→ WORK TASK
All lines from the one containing "fn pair_rows(left: Option<Row>, right: Option<Row>)" to the end of the listing below are to be reproduced exactly, and no others.
══ SUPPLIED DATA
//! Streaming row comparison over two key-ordered inputs
//!
//! [`RowComparator::compare`] turns two [`Source`]s into a lazy [`DiffStream`].
//! Rows are grouped by equal key on both sides and paired positionally inside
//! each key group, so duplicate keys never produce a cross product: the
//! surplus rows of the larger group are reported as unmatched.

use crate::config::{Config, StagingConfig};
use crate::error::{DiffError, Result};
use crate::external_sort::ExternalMergeSorter;
use crate::peekable::PeekableSequence;
use crate::table::Table;
use crate::value::{Key, Row, Side};
use serde::Serialize;
use std::cmp::Ordering;
use std::collections::VecDeque;

/// Fallible row producer feeding one side of a comparison
pub type RowStream = Box<dyn Iterator<Item = Result<Row>>>;

type BatchStream = Box<dyn Iterator<Item = Result<Table>>>;

/// Outcome for one pair of rows (or one unpaired row)
#[derive(Debug, Clone, PartialEq, Serialize)]
#[serde(tag = "kind", rename_all = "snake_case")]
pub enum DiffRecord {
    /// Same key, all columns equal
    Identical { left: Row, right: Row },
    /// Same key, `columns` lists the 0-based value columns that differ
    Different {
        left: Row,
        right: Row,
        columns: Vec<usize>,
    },
    /// Key (or its Nth duplicate) only present on `side`
    Unmatched { row: Row, side: Side },
}

impl DiffRecord {
    pub fn key(&self) -> &Key {
        match self {
            DiffRecord::Identical { left, .. } | DiffRecord::Different { left, .. } => &left.key,
            DiffRecord::Unmatched { row, .. } => &row.key,
        }
    }

    pub fn is_identical(&self) -> bool {
        matches!(self, DiffRecord::Identical { .. })
    }

    pub fn left(&self) -> Option<&Row> {
        match self {
            DiffRecord::Identical { left, .. } | DiffRecord::Different { left, .. } => Some(left),
            DiffRecord::Unmatched { row, side: Side::Left } => Some(row),
            DiffRecord::Unmatched { .. } => None,
        }
    }

    pub fn right(&self) -> Option<&Row> {
        match self {
            DiffRecord::Identical { right, .. } | DiffRecord::Different { right, .. } => {
                Some(right)
            }
            DiffRecord::Unmatched { row, side: Side::Right } => Some(row),
            DiffRecord::Unmatched { .. } => None,
        }
    }
}

/// Record counts for a comparison
#[derive(Debug, Clone, Copy, Default, PartialEq, Eq, Serialize)]
pub struct DiffSummary {
    pub identical: u64,
    pub different: u64,
    pub left_only: u64,
    pub right_only: u64,
}

impl DiffSummary {
    pub fn record(&mut self, record: &DiffRecord) {
        match record {
            DiffRecord::Identical { .. } => self.identical += 1,
            DiffRecord::Different { .. } => self.different += 1,
            DiffRecord::Unmatched { side: Side::Left, .. } => self.left_only += 1,
            DiffRecord::Unmatched { side: Side::Right, .. } => self.right_only += 1,
        }
    }

    /// Check if any record was something other than identical
    pub fn has_differences(&self) -> bool {
        self.different + self.left_only + self.right_only > 0
    }

    pub fn total(&self) -> u64 {
        self.identical + self.different + self.left_only + self.right_only
    }
}

/// One side of a comparison
pub enum Source {
    /// A complete in-memory table
    Table(Table),
    /// A sequence of batches, externally sorted when sorting is enabled
    Batches(BatchStream),
}

impl Source {
    pub fn table(table: impl Into<Table>) -> Self {
        Source::Table(table.into())
    }

    pub fn batches<I>(batches: I) -> Self
    where
        I: IntoIterator<Item = Table>,
        I::IntoIter: 'static,
    {
        Source::Batches(Box::new(batches.into_iter().map(Ok)))
    }

    /// Batches from a producer that can fail, such as a file reader
    pub fn fallible_batches<I>(batches: I) -> Self
    where
        I: IntoIterator<Item = Result<Table>>,
        I::IntoIter: 'static,
    {
        Source::Batches(Box::new(batches.into_iter()))
    }

    fn into_rows(self, options: &CompareOptions) -> Result<RowStream> {
        match self {
            Source::Table(table) => {
                let table = if options.sort { table.sorted() } else { table };
                Ok(Box::new(table.into_rows().into_iter().map(Ok)))
            }
            Source::Batches(batches) if options.sort => {
                let merged = ExternalMergeSorter::new(options.staging.clone()).sort(batches)?;
                Ok(Box::new(merged))
            }
            Source::Batches(batches) => Ok(Box::new(batches.flat_map(
                |batch| -> RowStream {
                    match batch {
                        Ok(table) => Box::new(table.into_rows().into_iter().map(Ok)),
                        Err(e) => Box::new(std::iter::once(Err(e))),
                    }
                },
            ))),
        }
    }
}

impl From<Table> for Source {
    fn from(table: Table) -> Self {
        Source::Table(table)
    }
}

/// Configuration options for a comparison
#[derive(Debug, Clone)]
pub struct CompareOptions {
    /// Sort inputs by key; when false the caller asserts both inputs are sorted
    pub sort: bool,
    /// Staging used when batch inputs go through the external sort
    pub staging: StagingConfig,
}

impl Default for CompareOptions {
    fn default() -> Self {
        Self {
            sort: true,
            staging: StagingConfig::default(),
        }
    }
}

impl From<&Config> for CompareOptions {
    fn from(config: &Config) -> Self {
        Self {
            sort: config.compare.sort,
            staging: config.staging.clone(),
        }
    }
}

/// Drives the comparison of two ordered row streams
#[derive(Debug, Clone, Default)]
pub struct RowComparator {
    options: CompareOptions,
}

impl RowComparator {
    pub fn new(options: CompareOptions) -> Self {
        Self { options }
    }

    pub fn options(&self) -> &CompareOptions {
        &self.options
    }

    /// Open a lazy diff stream over `left` and `right`.
    ///
    /// Batch sources are staged to disk here when sorting is enabled; the
    /// records themselves are only computed as the stream is pulled.
    pub fn compare(&self, left: impl Into<Source>, right: impl Into<Source>) -> Result<DiffStream> {
        log::debug!("Opening comparison (sort: {})", self.options.sort);
        let left = left.into().into_rows(&self.options)?;
        let right = right.into().into_rows(&self.options)?;
        Ok(DiffStream::new(left, right))
    }
}

/// Compare two sources with explicit options
pub fn compare(left: Source, right: Source, options: &CompareOptions) -> Result<DiffStream> {
    RowComparator::new(options.clone()).compare(left, right)
}

/// Compare two in-memory tables
pub fn compare_tables(left: Table, right: Table, options: &CompareOptions) -> Result<DiffStream> {
    compare(Source::Table(left), Source::Table(right), options)
}

/// Compare two sequences of batches
pub fn compare_batches<L, R>(left: L, right: R, options: &CompareOptions) -> Result<DiffStream>
where
    L: IntoIterator<Item = Table>,
    L::IntoIter: 'static,
    R: IntoIterator<Item = Table>,
    R::IntoIter: 'static,
{
    compare(Source::batches(left), Source::batches(right), options)
}

/// Where the comparator is in its drive to exhaustion
#[derive(Debug, Clone, Copy, PartialEq, Eq)]
pub enum ComparatorState {
    BothNonEmpty,
    LeftOnlyRemains,
    RightOnlyRemains,
    Exhausted,
    Failed,
}

/// Lazy sequence of [`DiffRecord`]s.
///
/// Only the current key group of each side is buffered. The stream is fused
/// after the first error.
pub struct DiffStream {
    left: PeekableSequence<RowStream, Row>,
    right: PeekableSequence<RowStream, Row>,
    left_group: VecDeque<Row>,
    right_group: VecDeque<Row>,
    state: ComparatorState,
    summary: DiffSummary,
}

impl DiffStream {
    /// Compare two row streams that are already in non-decreasing key order
    pub fn new(left: RowStream, right: RowStream) -> Self {
        Self {
            left: PeekableSequence::new(left),
            right: PeekableSequence::new(right),
            left_group: VecDeque::new(),
            right_group: VecDeque::new(),
            state: ComparatorState::BothNonEmpty,
            summary: DiffSummary::default(),
        }
    }

    pub fn state(&self) -> ComparatorState {
        self.state
    }

    /// Counts of the records yielded so far
    pub fn summary(&self) -> DiffSummary {
        self.summary
    }

    /// Drain the remaining records, returning the final counts
    pub fn summarize(mut self) -> Result<DiffSummary> {
        for record in self.by_ref() {
            record?;
        }
        Ok(self.summary)
    }

    /// Drain the next key group from both sides
    fn load_group(&mut self) -> Result<()> {
        let ordering = self.left.cmp_heads(&mut self.right)?;
        let (Some(left), Some(right)) = (self.left.buffered(), self.right.buffered()) else {
            return Err(DiffError::EmptySequence);
        };
        if left.key.arity() != right.key.arity() {
            return Err(DiffError::KeyArityMismatch {
                left_key: left.key.to_string(),
                right_key: right.key.to_string(),
                left: left.key.arity(),
                right: right.key.arity(),
            });
        }
        let index = match ordering {
            Ordering::Greater => right.key.clone(),
            _ => left.key.clone(),
        };

        while let Some(row) = self.left.consume_if_key(&index)? {
            self.left_group.push_back(row);
        }
        while let Some(row) = self.right.consume_if_key(&index)? {
            self.right_group.push_back(row);
        }
        Ok(())
    }

    fn advance(&mut self) -> Result<Option<DiffRecord>> {
        loop {
            if !self.left_group.is_empty() || !self.right_group.is_empty() {
                let left = self.left_group.pop_front();
                let right = self.right_group.pop_front();
                return pair_rows(left, right).map(Some);
            }

            match (self.left.is_non_empty()?, self.right.is_non_empty()?) {
                (true, true) => {
                    self.state = ComparatorState::BothNonEmpty;
                    self.load_group()?;
                }
                (true, false) => {
                    self.state = ComparatorState::LeftOnlyRemains;
                    return Ok(self.left.consume()?.map(|row| DiffRecord::Unmatched {
                        row,
                        side: Side::Left,
                    }));
                }
                (false, true) => {
                    self.state = ComparatorState::RightOnlyRemains;
                    return Ok(self.right.consume()?.map(|row| DiffRecord::Unmatched {
                        row,
                        side: Side::Right,
                    }));
                }
                (false, false) => return Ok(None),
            }
        }
    }

    /// Drop both inputs so any staging they hold is released now
    fn close(&mut self, state: ComparatorState) {
        self.state = state;
        let empty = || -> RowStream { Box::new(std::iter::empty()) };
        self.left = PeekableSequence::new(empty());
        self.right = PeekableSequence::new(empty());
        self.left_group.clear();
        self.right_group.clear();
    }
}

impl Iterator for DiffStream {
    type Item = Result<DiffRecord>;

    fn next(&mut self) -> Option<Self::Item> {
        if matches!(
            self.state,
            ComparatorState::Exhausted | ComparatorState::Failed
        ) {
            return None;
        }
        match self.advance() {
            Ok(Some(record)) => {
                self.summary.record(&record);
                Some(Ok(record))
            }
            Ok(None) => {
                log::debug!(
                    "Comparison finished: {} identical, {} different, {} left only, {} right only",
                    self.summary.identical,
                    self.summary.different,
                    self.summary.left_only,
                    self.summary.right_only
                );
                self.close(ComparatorState::Exhausted);
                None
            }
            Err(e) => {
                self.close(ComparatorState::Failed);
                Some(Err(e))
            }
        }
    }
}

fn pair_rows(left: Option<Row>, right: Option<Row>) -> Result<DiffRecord> {
    match (left, right) {
        (Some(left), Some(right)) => compare_rows(left, right),
        (Some(row), None) => Ok(DiffRecord::Unmatched {
            row,
            side: Side::Left,
        }),
        (None, Some(row)) => Ok(DiffRecord::Unmatched {
            row,
            side: Side::Right,
        }),
        (None, None) => Err(DiffError::EmptySequence),
    }
}

/// Classify two rows sharing a key
pub fn compare_rows(left: Row, right: Row) -> Result<DiffRecord> {
    if left.arity() != right.arity() {
        return Err(DiffError::ArityMismatch {
            key: left.key.to_string(),
            left: left.arity(),
            right: right.arity(),
        });
    }

    let columns: Vec<usize> = left
        .columns
        .iter()
        .zip(&right.columns)
        .enumerate()
        .filter(|(_, (l, r))| l != r)
        .map(|(i, _)| i)
        .collect();

    if columns.is_empty() {
        Ok(DiffRecord::Identical { left, right })
    } else {
        Ok(DiffRecord::Different {
            left,
            right,
            columns,
        })
    }
}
════
→ ANSWER AREA
fn pair_rows(left: Option<Row>, right: Option<Row>) -> Result<DiffRecord> {
    match (left, right) {
        (Some(left), Some(right)) => compare_rows(left, right),
        (Some(row), None) => Ok(DiffRecord::Unmatched {
            row,
            side: Side::Left,
        }),
        (None, Some(row)) => Ok(DiffRecord::Unmatched {
            row,
            side: Side::Right,
        }),
        (None, None) => Err(DiffError::EmptySequence),
    }
}

/// Classify two rows sharing a key
pub fn compare_rows(left: Row, right: Row) -> Result<DiffRecord> {
    if left.arity() != right.arity() {
        return Err(DiffError::ArityMismatch {
            key: left.key.to_string(),
            left: left.arity(),
            right: right.arity(),
        });
    }

    let columns: Vec<usize> = left
        .columns
        .iter()
        .zip(&right.columns)
        .enumerate()
        .filter(|(_, (l, r))| l != r)
        .map(|(i, _)| i)
        .collect();

    if columns.is_empty() {
        Ok(DiffRecord::Identical { left, right })
    } else {
        Ok(DiffRecord::Different {
            left,
            right,
            columns,
        })
    }
}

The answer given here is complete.